** REQUIRED WORK **
Reproduce each line of the entries that carries "pipeline".

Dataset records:
---*---
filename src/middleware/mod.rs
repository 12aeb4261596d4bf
pub mod auth;
pub mod rate_limit;
//! API gateway — request-admission pipeline.
//!
//! Every inbound request passes three stages in fixed order: Redis-backed
//! rate limiting, conditional JWT authentication with a revocation check,
//! and reverse proxying to the matched backend service. The router is also
//! exported for integration tests in `tests/`.

use std::sync::Arc;

use axum::response::IntoResponse;
use axum::routing::get;
use axum::{Json, Router};
use serde_json::json;

pub mod config;
pub mod errors;
pub mod middleware;
pub mod proxy;
pub mod revocation;
pub mod routes;
pub mod store;
pub mod token;

/// Shared application state passed to the pipeline handler.
pub struct AppState {
    pub config: config::Config,
    pub store: Arc<dyn store::SharedStore>,
    pub verifier: token::TokenVerifier,
    pub routes: routes::RouteTable,
    pub upstream: proxy::upstream::UpstreamClient,
}

/// Assembles the gateway router: the health check bypasses the pipeline,
/// everything else falls through to the three-stage handler.
pub fn build_router(state: Arc<AppState>) -> Router {
    Router::new()
        .route("/health", get(health))
        .fallback(proxy::handler::gateway_handler)
        .with_state(state)
        .layer(tower_http::trace::TraceLayer::new_for_http())
        .layer(axum::middleware::from_fn(request_id_middleware))
}

async fn health() -> impl IntoResponse {
    Json(json!({ "status": "api gateway running" }))
}

/// Injects a unique X-Request-Id into every response so clients can
/// correlate errors with gateway logs.
async fn request_id_middleware(
    req: axum::extract::Request,
    next: axum::middleware::Next,
) -> axum::response::Response {
    let req_id = uuid::Uuid::new_v4().to_string();
    let mut resp = next.run(req).await;
    if let Ok(val) = axum::http::HeaderValue::from_str(&req_id) {
        resp.headers_mut().insert("x-request-id", val);
    }
    resp
}
use std::error::Error;
use std::fmt;
use std::io;
use std::path::PathBuf;

/// Enumeration of all possible errors that can occur in the transcript parser
#[derive(Debug)]
pub enum TranscriptParserError {
    Input(InputError),
    Output(OutputError),
    Block(BlockError),
    Other(io::Error),
}

/// Failures while loading the transcript file
#[derive(Debug)]
pub enum InputError {
    /// The input path does not exist
    NotFound { path: PathBuf },
    /// The file exists but could not be read as UTF-8 text
    Unreadable { path: PathBuf, source: io::Error },
}

/// Serialization or write failures for the parsed transcript
#[derive(Debug)]
pub struct OutputError {
    pub message: String,
}

impl OutputError {
    /// Create a new error with the given message.
    pub fn new(message: impl Into<String>) -> Self {
        Self {
            message: message.into(),
        }
    }
}

/// Why a single block could not be turned into a transcript entry
#[derive(Debug, Clone, PartialEq, Eq)]
pub enum BlockError {
    /// The timing line has no `-->` separator
    MissingSeparator { timing: String },
}

impl fmt::Display for TranscriptParserError {
    fn fmt(&self, f: &mut fmt::Formatter<'_>) -> fmt::Result {
        match self {
            TranscriptParserError::Other(err) => write!(f, "I/O error: {}", err),
            TranscriptParserError::Input(err) => write!(f, "Input error: {}", err),
            TranscriptParserError::Output(err) => write!(f, "Output error: {}", err),
            TranscriptParserError::Block(err) => write!(f, "Block error: {}", err),
        }
    }
}

impl fmt::Display for InputError {
    fn fmt(&self, f: &mut fmt::Formatter<'_>) -> fmt::Result {
        match self {
            InputError::NotFound { path } => write!(f, "File '{}' not found.", path.display()),
            InputError::Unreadable { source, .. } => write!(f, "{}", source),
        }
    }
}

impl fmt::Display for OutputError {
    fn fmt(&self, f: &mut fmt::Formatter<'_>) -> fmt::Result {
        write!(f, "{}", self.message)
    }
}

impl fmt::Display for BlockError {
    fn fmt(&self, f: &mut fmt::Formatter<'_>) -> fmt::Result {
        match self {
            BlockError::MissingSeparator { timing } => {
                write!(f, "Invalid timestamp format -> '{}'", timing)
            }
        }
    }
}

impl Error for TranscriptParserError {
    fn source(&self) -> Option<&(dyn Error + 'static)> {
        match self {
            TranscriptParserError::Input(err) => Some(err),
            TranscriptParserError::Output(err) => Some(err),
            TranscriptParserError::Block(err) => Some(err),
            TranscriptParserError::Other(err) => Some(err),
        }
    }
}

impl Error for InputError {
    fn source(&self) -> Option<&(dyn Error + 'static)> {
        match self {
            InputError::NotFound { .. } => None,
            InputError::Unreadable { source, .. } => Some(source),
        }
    }
}

impl Error for OutputError {}
impl Error for BlockError {}

// Conversion implementations
impl From<io::Error> for TranscriptParserError {
    fn from(err: io::Error) -> Self {
        TranscriptParserError::Other(err)
    }
}

impl From<InputError> for TranscriptParserError {
    fn from(err: InputError) -> Self {
        TranscriptParserError::Input(err)
    }
}

impl From<OutputError> for TranscriptParserError {
    fn from(err: OutputError) -> Self {
        TranscriptParserError::Output(err)
    }
}

impl From<BlockError> for TranscriptParserError {
    fn from(err: BlockError) -> Self {
        TranscriptParserError::Block(err)
    }
}

impl From<serde_json::Error> for OutputError {
    fn from(err: serde_json::Error) -> Self {
        OutputError::new(format!("JSON serialization failed: {}", err))
    }
}

// Type alias for Result with TranscriptParserError
pub type TranscriptParserResult<T> = Result<T, TranscriptParserError>;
---*---
** EXERCISE RESPONSE **
//! API gateway — request-admission pipeline.
/// Shared application state passed to the pipeline handler.
/// Assembles the gateway router: the health check bypasses the pipeline,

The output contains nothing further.